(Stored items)
=== Begin Enclosure ===
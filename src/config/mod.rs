//! Configuration management for mdimport
//!
//! mdimport reads a single optional user-wide TOML file and resolves where the
//! URL content cache lives. Nothing is required: a missing file yields the
//! built-in defaults.
//!
//! # Configuration File
//!
//! **Location:**
//! - Unix/macOS: `~/.mdimport/config.toml`
//! - Windows: `%LOCALAPPDATA%\mdimport\config.toml`
//! - Override: `MDIMPORT_CONFIG_PATH` or the `--config` flag
//!
//! ```toml
//! # Concurrent resolutions (default: max(10, 2 x cores))
//! max_parallel = 16
//!
//! # Seconds a fetched URL stays fresh
//! cache_ttl_secs = 3600
//!
//! # Seconds before an inline command or fence is killed (0 disables)
//! command_timeout_secs = 60
//!
//! [tokens]
//! warn_threshold = 50000
//! max_threshold = 150000
//! ```
//!
//! # Cache Directory
//!
//! See [`get_cache_dir`]. The `MDIMPORT_CACHE_DIR` override exists mainly so
//! tests and CI can isolate the cache.

mod global;

pub use global::{GlobalConfig, TokenConfig};

use anyhow::{Context, Result};
use std::path::PathBuf;

/// Get the cache directory for mdimport.
///
/// # Location Priority
///
/// 1. `MDIMPORT_CACHE_DIR` environment variable (if set)
/// 2. Platform-specific directory:
///    - Windows: `%LOCALAPPDATA%\mdimport\cache`
///    - macOS/Linux: `~/.mdimport/cache`
///
/// The directory is created if it doesn't exist.
///
/// # Examples
///
/// ```rust,no_run
/// use mdimport::config::get_cache_dir;
///
/// # fn example() -> anyhow::Result<()> {
/// let cache = get_cache_dir()?;
/// println!("Cache directory: {}", cache.display());
/// # Ok(())
/// # }
/// ```
///
/// # Errors
///
/// Returns an error if the home directory cannot be determined or the
/// directory cannot be created.
pub fn get_cache_dir() -> Result<PathBuf> {
    let cache_dir = match std::env::var_os("MDIMPORT_CACHE_DIR") {
        Some(dir) => PathBuf::from(dir),
        None => base_dir()?.join("cache"),
    };

    if !cache_dir.exists() {
        std::fs::create_dir_all(&cache_dir).with_context(|| {
            format!("Failed to create cache directory: {}", cache_dir.display())
        })?;
    }

    Ok(cache_dir)
}

/// `~/.mdimport`, or `%LOCALAPPDATA%\mdimport` on Windows.
pub(crate) fn base_dir() -> Result<PathBuf> {
    if cfg!(target_os = "windows") {
        Ok(dirs::data_local_dir()
            .ok_or_else(|| anyhow::anyhow!("Unable to determine local data directory"))?
            .join("mdimport"))
    } else {
        Ok(dirs::home_dir()
            .ok_or_else(|| anyhow::anyhow!("Unable to determine home directory"))?
            .join(".mdimport"))
    }
}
=== End Enclosure ===
__Action item__
Lines that contain "LOCALAPPDATA" should be pulled from the entries above and reported.

__Answer to the problem__
//! - Windows: `%LOCALAPPDATA%\mdimport\config.toml`
///    - Windows: `%LOCALAPPDATA%\mdimport\cache`
/// `~/.mdimport`, or `%LOCALAPPDATA%\mdimport` on Windows.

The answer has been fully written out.